Go with your own ideas and instincts but follow at least some of the rules of sitcom! What we are getting mostly now is hardly anything to do with sitcom. Ofcourse there are some rules.
Quote: Alfred J Kipper @ February 7 2010, 6:57 PM GMTGo with your own ideas and instincts but follow at least some of the rules of sitcom!
Most sitcoms, if not all, do. They might not do it well, but they're following familiar patterns and ideas.
IMO Keaton with the 'happiness bag' in last Thursday's episode was almost Pythonesque
Quote: Matthew Stott @ February 7 2010, 7:06 PM GMTMost sitcoms, if not all, do. They might not do it well, but they're following familiar patterns and ideas.

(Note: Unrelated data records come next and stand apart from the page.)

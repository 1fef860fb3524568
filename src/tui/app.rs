use std::sync::mpsc::{self, Receiver, Sender};
use std::time::Duration;

use crossterm::event::{self, Event, KeyEvent, KeyEventKind};
use ratatui::layout::{Constraint, Layout};
use ratatui::{Frame, Terminal};
use tokio::runtime::Handle;
use tracing::debug;

use crate::api::{SubmissionService, SubmitError};
use crate::popup::{Effect, PopupController, SubmissionId, execute};

use super::action::Action;
use super::error::AppError;
use super::screens::{PopupView, draw_landing, draw_popup, landing};
use super::widgets::{StatusBarContext, draw_status_bar};

/// How long the event loop waits for input before checking for outcomes.
const TICK: Duration = Duration::from_millis(100);

type Outcome = (SubmissionId, Result<(), SubmitError>);

/// Top-level application state.
pub struct App {
    popup: PopupController,
    view: PopupView,
    status: StatusBarContext,
    should_quit: bool,
}

impl App {
    /// Creates an `App` on the landing screen with the popup closed.
    ///
    /// `api_target` is shown in the status bar.
    pub fn new(api_target: impl Into<String>) -> Self {
        Self {
            popup: PopupController::new(),
            view: PopupView::new(),
            status: StatusBarContext {
                api_target: api_target.into(),
                submitting: false,
            },
            should_quit: false,
        }
    }

    /// Main event loop: draw → apply finished submissions → read event →
    /// dispatch → spawn any submission on `runtime`.
    #[cfg_attr(coverage_nightly, coverage(off))]
    #[mutants::skip]
    pub fn run<B, S>(
        &mut self,
        terminal: &mut Terminal<B>,
        runtime: &Handle,
        service: S,
    ) -> Result<(), AppError>
    where
        B: ratatui::backend::Backend,
        S: SubmissionService + Clone + Send + Sync + 'static,
    {
        let (tx, rx): (Sender<Outcome>, Receiver<Outcome>) = mpsc::channel();
        while !self.should_quit {
            terminal.draw(|frame| self.draw(frame))?;

            while let Ok((id, result)) = rx.try_recv() {
                self.complete(id, result);
            }

            if event::poll(TICK)?
                && let Event::Key(key) = event::read()?
            {
                let effect = self.handle_key(key);
                if effect.is_none() {
                    continue;
                }
                let service = service.clone();
                let tx = tx.clone();
                runtime.spawn(async move {
                    if let Some(outcome) = execute(&service, effect).await
                        && tx.send(outcome).is_err()
                    {
                        debug!("event loop gone before submission finished");
                    }
                });
            }
        }
        Ok(())
    }

    /// Renders the landing screen, the popup overlay, and the status bar.
    #[cfg_attr(coverage_nightly, coverage(off))]
    #[mutants::skip]
    fn draw(&self, frame: &mut Frame) {
        let [main, status] =
            Layout::vertical([Constraint::Min(0), Constraint::Length(1)]).areas(frame.area());
        draw_landing(frame, main);
        draw_popup(&self.view, &self.popup, frame, main);
        draw_status_bar(&self.status, frame, status);
    }

    /// Handles a key event: the popup takes input while open, the landing
    /// screen otherwise. Returns the submission to perform, if any.
    pub fn handle_key(&mut self, key: KeyEvent) -> Effect {
        if key.kind != KeyEventKind::Press {
            return Effect::None;
        }

        let action = if self.popup.is_open() {
            self.view.handle_key(key, &self.popup)
        } else {
            landing::handle_key(key)
        };
        self.apply(action)
    }

    /// Feeds a finished submission back into the popup.
    pub fn complete(&mut self, id: SubmissionId, result: Result<(), SubmitError>) {
        self.popup.complete(id, result);
        self.sync();
    }

    fn apply(&mut self, action: Action) -> Effect {
        match action {
            Action::None => Effect::None,
            Action::Quit => {
                self.should_quit = true;
                Effect::None
            }
            Action::Popup(command) => {
                let effect = self.popup.handle(command);
                self.sync();
                effect
            }
        }
    }

    fn sync(&mut self) {
        self.view.sync(&self.popup);
        self.status.submitting = self.popup.is_submitting();
    }

    /// Returns the popup controller.
    pub fn popup(&self) -> &PopupController {
        &self.popup
    }

    /// Returns the status bar state.
    pub fn status(&self) -> &StatusBarContext {
        &self.status
    }

    /// Returns `true` if the app should quit.
    pub fn should_quit(&self) -> bool {
        self.should_quit
    }
}
use tracing::{debug, info, warn};

use crate::api::SubmitError;
use crate::model::{
    FeedbackBuffer, FeedbackField, RegistrationBuffer, RegistrationField, RegistrationRequest,
    UserType, ValidationError, validate_feedback,
};

use super::presentation::{ContentVariant, content_for};
use super::state::{
    OpenPopup, PopupMode, PopupState, Submission, SubmissionId, SubmissionKind, SubmissionState,
};

/// Shown when a registration request fails for any reason.
pub const REGISTRATION_FAILED_MESSAGE: &str = "Failed to submit registration. Please try again.";

/// Shown when a feedback request fails for any reason.
pub const FEEDBACK_FAILED_MESSAGE: &str = "Failed to submit feedback. Please try again.";

/// A user command addressed to the popup.
#[derive(Debug, Clone, PartialEq, Eq)]
pub enum Command {
    OpenRegistration(UserType),
    OpenNotInterested,
    OpenFeatures,
    OpenFeedback,
    OpenViewMore,
    UpdateRegistrationField(RegistrationField, String),
    UpdateFeedbackField(FeedbackField, String),
    SubmitRegistration,
    SubmitFeedback,
    Close,
}

/// Work the host must carry out after a transition.
#[derive(Debug, Clone, PartialEq, Eq)]
pub enum Effect {
    /// Nothing to do.
    None,
    /// Send a registration and report back with [`PopupController::complete`].
    Register {
        id: SubmissionId,
        request: RegistrationRequest,
    },
    /// Send feedback and report back with [`PopupController::complete`].
    SubmitFeedback {
        id: SubmissionId,
        feedback: FeedbackBuffer,
    },
}

impl Effect {
    pub fn is_none(&self) -> bool {
        matches!(self, Self::None)
    }
}

/// The popup workflow state machine.
///
/// Transitions are synchronous and perform no I/O. Submissions are handed
/// out as [`Effect`]s; at most one is in flight at a time.
#[derive(Debug, Clone, Default)]
pub struct PopupController {
    state: PopupState,
    registration: RegistrationBuffer,
    feedback: FeedbackBuffer,
    last_submission: u64,
}

impl PopupController {
    /// Creates a closed popup with empty buffers.
    pub fn new() -> Self {
        Self::default()
    }

    /// Applies a command, returning any submission to perform.
    pub fn handle(&mut self, command: Command) -> Effect {
        match command {
            Command::OpenRegistration(user_type) => self.open_registration(user_type),
            Command::OpenNotInterested => self.open_not_interested(),
            Command::OpenFeatures => self.open_features(),
            Command::OpenFeedback => self.open_feedback(),
            Command::OpenViewMore => self.open_view_more(),
            Command::UpdateRegistrationField(field, value) => {
                self.update_registration_field(field, value)
            }
            Command::UpdateFeedbackField(field, value) => self.update_feedback_field(field, value),
            Command::SubmitRegistration => return self.submit_registration(),
            // The validation message is already stored in the state.
            Command::SubmitFeedback => return self.submit_feedback().unwrap_or(Effect::None),
            Command::Close => self.close(),
        }
        Effect::None
    }

    /// Opens the registration form for `user_type`.
    pub fn open_registration(&mut self, user_type: UserType) {
        self.state.enter(PopupMode::RegistrationForm);
        if let Some(open) = self.state.open_mut() {
            open.user_type = Some(user_type);
            open.not_interested = false;
            open.clear_error();
        }
    }

    /// Shows the "not interested" thank-you without contacting the backend.
    pub fn open_not_interested(&mut self) {
        self.state.enter(PopupMode::ThankYou);
        if let Some(open) = self.state.open_mut() {
            open.not_interested = true;
        }
    }

    pub fn open_features(&mut self) {
        self.state.enter(PopupMode::Features);
    }

    pub fn open_feedback(&mut self) {
        self.state.enter(PopupMode::Feedback);
    }

    pub fn open_view_more(&mut self) {
        self.state.enter(PopupMode::ViewMore);
    }

    /// Edits the registration buffer; ignored unless the form is showing.
    pub fn update_registration_field(&mut self, field: RegistrationField, value: String) {
        if self.mode() == Some(PopupMode::RegistrationForm) {
            self.registration.set(field, value);
        } else {
            debug!(field = field.key(), "registration edit ignored outside the form");
        }
    }

    /// Edits the feedback buffer; ignored unless the survey is showing.
    pub fn update_feedback_field(&mut self, field: FeedbackField, value: String) {
        if self.mode() == Some(PopupMode::Feedback) {
            self.feedback.set(field, value);
        } else {
            debug!(field = field.key(), "feedback edit ignored outside the survey");
        }
    }

    /// Starts a registration submission.
    ///
    /// Required fields are the form's responsibility and are not checked
    /// here. Returns [`Effect::None`] outside the form or while another
    /// submission is in flight.
    pub fn submit_registration(&mut self) -> Effect {
        if !self.can_submit(PopupMode::RegistrationForm) {
            return Effect::None;
        }
        let user_type = self
            .state
            .open()
            .and_then(OpenPopup::user_type)
            .unwrap_or_default();
        let id = self.begin(SubmissionKind::Registration);
        info!(?id, %user_type, "submitting registration");
        Effect::Register {
            id,
            request: RegistrationRequest::new(&self.registration, user_type),
        }
    }

    /// Validates the survey and starts a feedback submission.
    ///
    /// A rating below 3 without an explanation fails here, before any
    /// request exists, and leaves the message in [`error_message`](Self::error_message).
    pub fn submit_feedback(&mut self) -> Result<Effect, ValidationError> {
        if !self.can_submit(PopupMode::Feedback) {
            return Ok(Effect::None);
        }
        if let Err(e) = validate_feedback(&self.feedback) {
            info!(error = %e, "feedback blocked by validation");
            if let Some(open) = self.state.open_mut() {
                open.submission = SubmissionState::Failed(e.to_string());
            }
            return Err(e);
        }
        let id = self.begin(SubmissionKind::Feedback);
        info!(?id, "submitting feedback");
        Ok(Effect::SubmitFeedback {
            id,
            feedback: self.feedback.clone(),
        })
    }

    /// Applies the outcome of a submission.
    ///
    /// Outcomes for anything other than the current in-flight submission
    /// (for example one started before the popup was closed) are dropped.
    pub fn complete(&mut self, id: SubmissionId, result: Result<(), SubmitError>) {
        let Some(open) = self.state.open_mut() else {
            debug!(?id, "dropping outcome: popup closed");
            return;
        };
        let SubmissionState::InFlight(current) = &open.submission else {
            debug!(?id, "dropping outcome: nothing in flight");
            return;
        };
        let current = *current;
        if current.id != id {
            debug!(?id, current = ?current.id, "dropping stale outcome");
            return;
        }

        match (current.kind, result) {
            (SubmissionKind::Registration, Ok(())) => {
                info!(?id, "registration accepted");
                open.submission = SubmissionState::Idle;
                open.not_interested = false;
                open.mode = PopupMode::ThankYou;
            }
            (SubmissionKind::Registration, Err(e)) => {
                warn!(?id, error = %e, "registration failed");
                open.submission = SubmissionState::Failed(REGISTRATION_FAILED_MESSAGE.into());
            }
            (SubmissionKind::Feedback, Ok(())) => {
                info!(?id, "feedback accepted");
                open.submission = SubmissionState::Idle;
                open.feedback_submitted = true;
                open.mode = PopupMode::ThankYou;
            }
            (SubmissionKind::Feedback, Err(e)) => {
                warn!(?id, error = %e, "feedback failed");
                open.submission = SubmissionState::Failed(FEEDBACK_FAILED_MESSAGE.into());
            }
        }
    }

    /// Closes the popup and wipes both buffers and every flag.
    ///
    /// A request already sent keeps running; its outcome will be dropped.
    pub fn close(&mut self) {
        if self.is_submitting() {
            debug!("closing with a submission in flight");
        }
        self.state = PopupState::Closed;
        self.registration.reset();
        self.feedback.reset();
    }

    pub fn state(&self) -> &PopupState {
        &self.state
    }

    pub fn registration(&self) -> &RegistrationBuffer {
        &self.registration
    }

    pub fn feedback(&self) -> &FeedbackBuffer {
        &self.feedback
    }

    /// The open mode, or `None` when closed.
    pub fn mode(&self) -> Option<PopupMode> {
        self.state.open().map(OpenPopup::mode)
    }

    pub fn is_open(&self) -> bool {
        self.state.is_open()
    }

    pub fn user_type(&self) -> Option<UserType> {
        self.state.open().and_then(OpenPopup::user_type)
    }

    pub fn not_interested(&self) -> bool {
        self.state.open().is_some_and(OpenPopup::not_interested)
    }

    pub fn feedback_submitted(&self) -> bool {
        self.state.open().is_some_and(OpenPopup::feedback_submitted)
    }

    pub fn is_submitting(&self) -> bool {
        self.state.open().is_some_and(OpenPopup::is_submitting)
    }

    /// The message to display, or `""` when there is none.
    pub fn error_message(&self) -> &str {
        self.state.open().map_or("", OpenPopup::error_message)
    }

    /// What the popup should display, or `None` when closed.
    pub fn content(&self) -> Option<ContentVariant> {
        content_for(&self.state)
    }

    fn can_submit(&self, mode: PopupMode) -> bool {
        match self.state.open() {
            Some(open) if open.mode == mode && !open.is_submitting() => true,
            Some(open) if open.is_submitting() => {
                debug!(?mode, "submit ignored: already submitting");
                false
            }
            _ => {
                debug!(?mode, "submit ignored: form not showing");
                false
            }
        }
    }

    fn begin(&mut self, kind: SubmissionKind) -> SubmissionId {
        self.last_submission += 1;
        let id = SubmissionId(self.last_submission);
        if let Some(open) = self.state.open_mut() {
            open.submission = SubmissionState::InFlight(Submission { id, kind });
        }
        id
    }
}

Big Top followed them perfectly in the episode I saw, extremely plot centric, lots and lots of gags, and definable characters with distinguishable voices, but it was a flop. Bach didn't follow the rules of the classics, he invented them, there is no set formula to making a good sitcom, as Big Top and The Persuasionists show. Maybe the reason why BBC comedy is failing is because these shows are so formulaic?
Surely in order to be a sitcom, certain criteria have to be fulfilled, whether you call them rules, or formulas, or whatever? I mean, clearly there has to be 'situation'? If enough rules aren't followed, you end up with something other than a sitcom.